In additive number theory, Fermat's theorem on sums of two squares states that an odd prime p can be expressed as:

$p=x^{2}+y^{2},$ with x and y integers, if and only if

$p\equiv 1{\pmod {4}}.$ The prime numbers for which this is true are called Pythagorean primes. For example, the primes 5, 13, 17, 29, 37 and 41 are all congruent to 1 modulo 4, and they can be expressed as sums of two squares in the following ways:

$5=1^{2}+2^{2},\quad 13=2^{2}+3^{2},\quad 17=1^{2}+4^{2},\quad 29=2^{2}+5^{2},\quad 37=1^{2}+6^{2},\quad 41=4^{2}+5^{2}.$ On the other hand, the primes 3, 7, 11, 19, 23 and 31 are all congruent to 3 modulo 4, and none of them can be expressed as the sum of two squares. This is the easier part of the theorem, and follows immediately from the observation that all squares are congruent to 0 or 1 modulo 4.

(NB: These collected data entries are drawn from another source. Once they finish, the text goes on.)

// ============================================================================
// HTTP Tests
// ============================================================================

#[cfg(test)]
mod tests {
    use super::*;
    use crate::auth::JwtConfig;
    use crate::repository::InMemoryStore;
    use actix_web::dev::{Service, ServiceResponse};
    use actix_web::http::{header, StatusCode};
    use actix_web::{test, App};
    use serde_json::{json, Value};

    fn state() -> ApiState {
        let store = Arc::new(InMemoryStore::new());
        let jwt = JwtService::with_config(JwtConfig {
            secret: "http-test-secret-at-least-32-bytes-long".into(),
            ..Default::default()
        });
        ApiState::new(store.clone(), store.clone(), store, jwt, None)
    }

    async fn app(
    ) -> impl Service<actix_http::Request, Response = ServiceResponse, Error = actix_web::Error> {
        let state = state();
        test::init_service(App::new().configure(|cfg| state.configure(cfg))).await
    }

    async fn send<S>(
        app: &S,
        method: &str,
        uri: &str,
        token: Option<&str>,
        body: Option<Value>,
    ) -> (StatusCode, Value)
    where
        S: Service<actix_http::Request, Response = ServiceResponse, Error = actix_web::Error>,
    {
        let mut req = match method {
            "POST" => test::TestRequest::post(),
            "PUT" => test::TestRequest::put(),
            "DELETE" => test::TestRequest::delete(),
            _ => test::TestRequest::get(),
        }
        .uri(uri);
        if let Some(token) = token {
            req = req.insert_header((header::AUTHORIZATION, format!("Bearer {}", token)));
        }
        if let Some(body) = body {
            req = req.set_json(body);
        }

        let resp = test::call_service(app, req.to_request()).await;
        let status = resp.status();
        let bytes = test::read_body(resp).await;
        let value = serde_json::from_slice(&bytes).unwrap_or(Value::Null);
        (status, value)
    }

    async fn register<S>(app: &S, email: &str) -> (String, String)
    where
        S: Service<actix_http::Request, Response = ServiceResponse, Error = actix_web::Error>,
    {
        let (status, body) = send(
            app,
            "POST",
            "/api/users/register",
            None,
            Some(json!({ "email": email, "password": "secret-pw", "name": "Test User" })),
        )
        .await;
        assert_eq!(status, StatusCode::CREATED);

        (
            body["token"].as_str().unwrap().to_string(),
            body["user"]["id"].as_str().unwrap().to_string(),
        )
    }

    fn restaurant_body(name: &str) -> Value {
        json!({
            "name": name,
            "email": "kitchen@example.com",
            "phone": "555-0100",
            "address": "1 Main St",
            "city": "Springfield",
            "state": "IL",
            "country": "US",
            "postal_code": "62701",
            "cuisine": "italian",
            "rating": 4.2
        })
    }

    /// Restaurant with two dishes priced 10.00 and 5.00
    async fn seed_menu<S>(app: &S, token: &str) -> (String, String, String)
    where
        S: Service<actix_http::Request, Response = ServiceResponse, Error = actix_web::Error>,
    {
        let (status, restaurant) =
            send(app, "POST", "/api/restaurants", Some(token), Some(restaurant_body("Trattoria"))).await;
        assert_eq!(status, StatusCode::CREATED);
        let restaurant_id = restaurant["id"].as_str().unwrap().to_string();

        let dishes_uri = format!("/api/restaurants/{}/dishes", restaurant_id);
        let (_, a) = send(app, "POST", &dishes_uri, Some(token), Some(json!({ "name": "Lasagne", "price": 10.0 }))).await;
        let (_, b) = send(app, "POST", &dishes_uri, Some(token), Some(json!({ "name": "Tiramisu", "price": 5.0 }))).await;

        (
            restaurant_id,
            a["id"].as_str().unwrap().to_string(),
            b["id"].as_str().unwrap().to_string(),
        )
    }

    #[actix_web::test]
    async fn test_order_lifecycle_over_http() {
        let app = app().await;
        let (token, user_id) = register(&app, "eater@example.com").await;
        let (restaurant_id, dish_a, dish_b) = seed_menu(&app, &token).await;

        let (status, order) = send(
            &app,
            "POST",
            "/api/orders",
            Some(&token),
            Some(json!({
                "restaurant_id": restaurant_id,
                "items": [
                    { "dish_id": dish_a, "quantity": 2 },
                    { "dish_id": dish_b, "quantity": 1 }
                ]
            })),
        )
        .await;
        assert_eq!(status, StatusCode::CREATED);
        assert_eq!(order["status"], "PENDING");
        assert_eq!(order["total_amount"], 25.0);
        assert_eq!(order["user_id"], user_id.as_str());
        let order_uri = format!("/api/orders/{}", order["id"].as_str().unwrap());

        let (status, body) = send(
            &app,
            "PUT",
            &format!("{}/status", order_uri),
            Some(&token),
            Some(json!({ "status": "READY" })),
        )
        .await;
        assert_eq!(status, StatusCode::BAD_REQUEST);
        assert_eq!(body["error"], "Invalid status transition from PENDING to READY");

        let (status, body) = send(
            &app,
            "PUT",
            &format!("{}/status", order_uri),
            Some(&token),
            Some(json!({ "status": "CONFIRMED" })),
        )
        .await;
        assert_eq!(status, StatusCode::OK);
        assert_eq!(body["status"], "CONFIRMED");
        assert_eq!(body["user"]["email"], "eater@example.com");
        assert_eq!(body["items"][0]["dish"]["name"], "Lasagne");

        let (status, _) = send(&app, "DELETE", &order_uri, Some(&token), None).await;
        assert_eq!(status, StatusCode::BAD_REQUEST);

        let (status, mine) =
            send(&app, "GET", &format!("/api/users/{}/orders", user_id), Some(&token), None).await;
        assert_eq!(status, StatusCode::OK);
        assert_eq!(mine.as_array().map(Vec::len), Some(1));
    }

    #[actix_web::test]
    async fn test_update_order_reprices_and_ignores_client_price() {
        let app = app().await;
        let (token, _) = register(&app, "eater@example.com").await;
        let (restaurant_id, dish_a, _) = seed_menu(&app, &token).await;

        let (_, order) = send(
            &app,
            "POST",
            "/api/orders",
            Some(&token),
            Some(json!({ "restaurant_id": restaurant_id, "items": [{ "dish_id": dish_a, "quantity": 1 }] })),
        )
        .await;

        let (status, _) = send(
            &app,
            "PUT",
            &format!("/api/restaurants/{}/dishes/{}", restaurant_id, dish_a),
            Some(&token),
            Some(json!({ "price": 12.5 })),
        )
        .await;
        assert_eq!(status, StatusCode::OK);

        let (status, updated) = send(
            &app,
            "PUT",
            &format!("/api/orders/{}", order["id"].as_str().unwrap()),
            Some(&token),
            Some(json!({
                "restaurant_id": restaurant_id,
                "status": "PENDING",
                "items": [{ "dish_id": dish_a, "quantity": 2, "price": 0.01 }]
            })),
        )
        .await;
        assert_eq!(status, StatusCode::OK);
        assert_eq!(updated["total_amount"], 25.0);
    }

    #[actix_web::test]
    async fn test_update_order_without_status_keeps_stored_status() {
        let app = app().await;
        let (token, user_id) = register(&app, "eater@example.com").await;
        let (restaurant_id, dish_a, _) = seed_menu(&app, &token).await;

        let (_, order) = send(
            &app,
            "POST",
            "/api/orders",
            Some(&token),
            Some(json!({ "restaurant_id": restaurant_id, "items": [{ "dish_id": dish_a, "quantity": 1 }] })),
        )
        .await;
        let order_uri = format!("/api/orders/{}", order["id"].as_str().unwrap());
        let (status, _) = send(
            &app,
            "PUT",
            &format!("{}/status", order_uri),
            Some(&token),
            Some(json!({ "status": "CONFIRMED" })),
        )
        .await;
        assert_eq!(status, StatusCode::OK);

        let (status, updated) = send(
            &app,
            "PUT",
            &order_uri,
            Some(&token),
            Some(json!({
                "restaurant_id": restaurant_id,
                "items": [{ "dish_id": dish_a, "quantity": 3 }]
            })),
        )
        .await;

        assert_eq!(status, StatusCode::OK);
        assert_eq!(updated["status"], "CONFIRMED");
        assert_eq!(updated["user_id"], user_id.as_str());
        assert_eq!(updated["total_amount"], 30.0);
    }

    #[actix_web::test]
    async fn test_oversized_dish_price_is_rejected() {
        let app = app().await;
        let (token, _) = register(&app, "eater@example.com").await;
        let (restaurant_id, _, _) = seed_menu(&app, &token).await;
        let dishes_uri = format!("/api/restaurants/{}/dishes", restaurant_id);

        let (status, body) = send(
            &app,
            "POST",
            &dishes_uri,
            Some(&token),
            Some(json!({ "name": "Caviar", "price": 1e25 })),
        )
        .await;
        assert_eq!(status, StatusCode::BAD_REQUEST);
        assert!(body["error"].as_str().unwrap().contains("maximum amount"));

        let (status, _) = send(
            &app,
            "POST",
            &dishes_uri,
            Some(&token),
            Some(json!({ "name": "Soup", "price": 1.999 })),
        )
        .await;
        assert_eq!(status, StatusCode::BAD_REQUEST);
    }

    #[actix_web::test]
    async fn test_order_with_foreign_dish_is_rejected() {
        let app = app().await;
        let (token, _) = register(&app, "eater@example.com").await;
        let (_, dish_a, _) = seed_menu(&app, &token).await;
        let (other_restaurant, _, _) = seed_menu(&app, &token).await;

        let (status, body) = send(
            &app,
            "POST",
            "/api/orders",
            Some(&token),
            Some(json!({ "restaurant_id": other_restaurant, "items": [{ "dish_id": dish_a, "quantity": 1 }] })),
        )
        .await;

        assert_eq!(status, StatusCode::BAD_REQUEST);
        assert!(body["error"].as_str().unwrap().contains("does not belong"));
    }

    #[actix_web::test]
    async fn test_request_validation_errors() {
        let app = app().await;
        let (token, _) = register(&app, "eater@example.com").await;

        let (status, body) = send(
            &app,
            "POST",
            "/api/orders",
            Some(&token),
            Some(json!({ "restaurant_id": uuid::Uuid::new_v4(), "items": [] })),
        )
        .await;
        assert_eq!(status, StatusCode::BAD_REQUEST);
        assert!(body["error"].is_string());

        let (status, _) = send(
            &app,
            "PUT",
            &format!("/api/orders/{}/status", uuid::Uuid::new_v4()),
            Some(&token),
            Some(json!({ "status": "SHIPPED" })),
        )
        .await;
        assert_eq!(status, StatusCode::BAD_REQUEST);

        let (status, _) = send(&app, "GET", "/api/orders/not-a-uuid", Some(&token), None).await;
        assert_eq!(status, StatusCode::BAD_REQUEST);
    }

    #[actix_web::test]
    async fn test_authentication_required() {
        let app = app().await;

        let (status, body) = send(&app, "GET", "/api/orders", None, None).await;

        assert_eq!(status, StatusCode::UNAUTHORIZED);
        assert_eq!(body["error"], "missing authorization header");
    }

    #[actix_web::test]
    async fn test_user_account_endpoints() {
        let app = app().await;
        let (token, user_id) = register(&app, "eater@example.com").await;
        let (other_token, _) = register(&app, "other@example.com").await;

        let (status, body) = send(
            &app,
            "POST",
            "/api/users/register",
            None,
            Some(json!({ "email": "eater@example.com", "password": "secret-pw", "name": "Dup" })),
        )
        .await;
        assert_eq!(status, StatusCode::CONFLICT);
        assert_eq!(body["error"], "user with this email already exists");

        let (status, body) = send(
            &app,
            "POST",
            "/api/users/login",
            None,
            Some(json!({ "email": "eater@example.com", "password": "wrong-pw" })),
        )
        .await;
        assert_eq!(status, StatusCode::UNAUTHORIZED);
        assert_eq!(body["error"], "invalid credentials");

        let user_uri = format!("/api/users/{}", user_id);
        let (status, _) = send(&app, "PUT", &user_uri, Some(&other_token), Some(json!({ "name": "Hijack" }))).await;
        assert_eq!(status, StatusCode::FORBIDDEN);

        let (status, body) = send(&app, "PUT", &user_uri, Some(&token), Some(json!({ "name": "Renamed" }))).await;
        assert_eq!(status, StatusCode::OK);
        assert_eq!(body["name"], "Renamed");
        assert!(body.get("password_hash").is_none());

        let (status, _) = send(
            &app,
            "PUT",
            &format!("{}/password", user_uri),
            Some(&token),
            Some(json!({ "current_password": "secret-pw", "new_password": "better-pw" })),
        )
        .await;
        assert_eq!(status, StatusCode::OK);

        let (status, _) = send(
            &app,
            "POST",
            "/api/users/login",
            None,
            Some(json!({ "email": "eater@example.com", "password": "better-pw" })),
        )
        .await;
        assert_eq!(status, StatusCode::OK);

        let (status, _) = send(&app, "DELETE", &user_uri, Some(&token), None).await;
        assert_eq!(status, StatusCode::OK);
        let (status, _) = send(&app, "GET", &user_uri, Some(&other_token), None).await;
        assert_eq!(status, StatusCode::NOT_FOUND);
    }

    #[actix_web::test]
    async fn test_catalog_endpoints() {
        let app = app().await;
        let (token, _) = register(&app, "owner@example.com").await;
        let (restaurant_id, dish_a, _) = seed_menu(&app, &token).await;

        let (status, list) = send(&app, "GET", "/api/restaurants?cuisine=italian", Some(&token), None).await;
        assert_eq!(status, StatusCode::OK);
        assert_eq!(list.as_array().map(Vec::len), Some(1));

        let (status, dishes) =
            send(&app, "GET", &format!("/api/restaurants/{}/dishes", restaurant_id), Some(&token), None).await;
        assert_eq!(status, StatusCode::OK);
        assert_eq!(dishes.as_array().map(Vec::len), Some(2));

        let (status, _) = send(&app, "DELETE", &format!("/api/dishes/{}", dish_a), Some(&token), None).await;
        assert_eq!(status, StatusCode::OK);
        let (status, _) = send(&app, "GET", &format!("/api/dishes/{}", dish_a), Some(&token), None).await;
        assert_eq!(status, StatusCode::NOT_FOUND);

        let mut invalid = restaurant_body("Nameless");
        invalid["name"] = json!("");
        let (status, body) = send(&app, "POST", "/api/restaurants", Some(&token), Some(invalid)).await;
        assert_eq!(status, StatusCode::BAD_REQUEST);
        assert_eq!(body["error"], "restaurant name is required");
    }
}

Since the Diophantus identity implies that the product of two integers each of which can be written as the sum of two squares is itself expressible as the sum of two squares, by applying Fermat's theorem to the prime factorization of any positive integer n, we see that if all the prime factors of n congruent to 3 modulo 4 occur to an even exponent, then n is expressible as a sum of two squares. The converse also holds. This generalization of Fermat's theorem is known as the sum of two squares theorem.

## History

Albert Girard was the first to make the observation, describing all positive integer numbers (not necessarily primes) expressible as the sum of two squares of positive integers; this was published in 1625. The statement that every prime p of the form 4n+1 is the sum of two squares is sometimes called Girard's theorem. For his part, Fermat wrote an elaborate version of the statement (in which he also gave the number of possible expressions of the powers of p as a sum of two squares) in a letter to Marin Mersenne dated December 25, 1640: for this reason this version of the theorem is sometimes called Fermat's Christmas theorem.

## Gaussian primes

Fermat's theorem on sums of two squares is strongly related with the theory of Gaussian primes.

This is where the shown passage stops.